> _PROBLEM REQUIREMENTS_
Determine how many lines of the data include the word "schema", and write only that number.

==== SUPPLIED RECORDS ====

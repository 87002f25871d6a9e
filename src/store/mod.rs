// Copyright 2025 ProximaDB
//
// Licensed under the Apache License, Version 2.0 (the "License");
// you may not use this file except in compliance with the License.

//! Remote Store Interface
//!
//! The collection client talks to a vector store only through [`RemoteStore`], obtained
//! from a [`StoreConnector`]. Transport and wire protocol live behind these traits.
//! [`MemoryStore`] implements both for tests and local development.

pub mod distance;
pub mod filter;
pub mod index;
pub mod memory;

use async_trait::async_trait;
use serde::{Deserialize, Serialize};
use std::collections::HashMap;
use std::sync::Arc;

use crate::columnar::{Column, SearchResult};
use crate::core::errors::StoreResult;
use crate::schema::CollectionSchema;

pub use filter::Filter;
pub use index::{IndexSpec, IndexState, IndexType, MetricType};
pub use memory::{ConnectBehavior, MemoryStore};

/// Index-specific search parameters, opaque to this crate
pub type SearchParams = HashMap<String, String>;

/// One query vector
#[derive(Debug, Clone, PartialEq, Serialize, Deserialize)]
pub enum QueryVector {
    Float(Vec<f32>),
    /// Packed bits
    Binary(Vec<u8>),
}

impl QueryVector {
    pub fn len(&self) -> usize {
        match self {
            QueryVector::Float(v) => v.len(),
            QueryVector::Binary(v) => v.len(),
        }
    }

    pub fn is_empty(&self) -> bool {
        self.len() == 0
    }
}

impl From<Vec<f32>> for QueryVector {
    fn from(vector: Vec<f32>) -> Self {
        QueryVector::Float(vector)
    }
}

impl From<&[f32]> for QueryVector {
    fn from(vector: &[f32]) -> Self {
        QueryVector::Float(vector.to_vec())
    }
}

impl From<Vec<u8>> for QueryVector {
    fn from(vector: Vec<u8>) -> Self {
        QueryVector::Binary(vector)
    }
}

/// A similarity search as sent to the store
#[derive(Debug, Clone, PartialEq, Serialize, Deserialize)]
pub struct VectorSearch {
    pub collection: String,
    /// Partitions to search; empty searches all
    pub partitions: Vec<String>,
    /// Scalar filter; empty means none
    pub expression: String,
    pub output_fields: Vec<String>,
    pub vectors: Vec<QueryVector>,
    pub vector_field: String,
    pub metric: MetricType,
    pub top_k: usize,
    pub params: SearchParams,
}

/// Operations a vector store offers to the collection client
#[async_trait]
pub trait RemoteStore: Send + Sync {
    /// Create a collection; an existing one yields `AlreadyExists`
    async fn create_collection(&self, schema: &CollectionSchema, shard_count: u32) -> StoreResult<()>;

    async fn create_partition(&self, collection: &str, partition: &str) -> StoreResult<()>;

    async fn get_index_state(&self, collection: &str, field: &str) -> StoreResult<IndexState>;

    async fn create_index(
        &self,
        collection: &str,
        field: &str,
        index: &IndexSpec,
        sync: bool,
    ) -> StoreResult<()>;

    /// Insert column-major rows; returns the number of rows accepted
    async fn insert(&self, collection: &str, partition: &str, columns: &[Column]) -> StoreResult<usize>;

    /// Seal recently inserted rows so searches see them
    async fn flush(&self, collection: &str, sync: bool) -> StoreResult<()>;

    async fn load_collection(&self, collection: &str, sync: bool) -> StoreResult<()>;

    /// One result per query vector, in query order
    async fn search(&self, request: &VectorSearch) -> StoreResult<Vec<SearchResult>>;

    /// Delete rows whose primary key appears in `keys`; returns the number removed
    async fn delete_by_primary_key(
        &self,
        collection: &str,
        partition: &str,
        keys: &Column,
    ) -> StoreResult<usize>;

    async fn drop_collection(&self, collection: &str) -> StoreResult<()>;

    /// Release the connection; later calls fail with `Closed`
    async fn close(&self) -> StoreResult<()>;
}

/// Opens connections to a store
#[async_trait]
pub trait StoreConnector: Send + Sync {
    async fn connect(&self, address: &str) -> StoreResult<Arc<dyn RemoteStore>>;
}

====

> _RESPONSE TO THE TASK_
2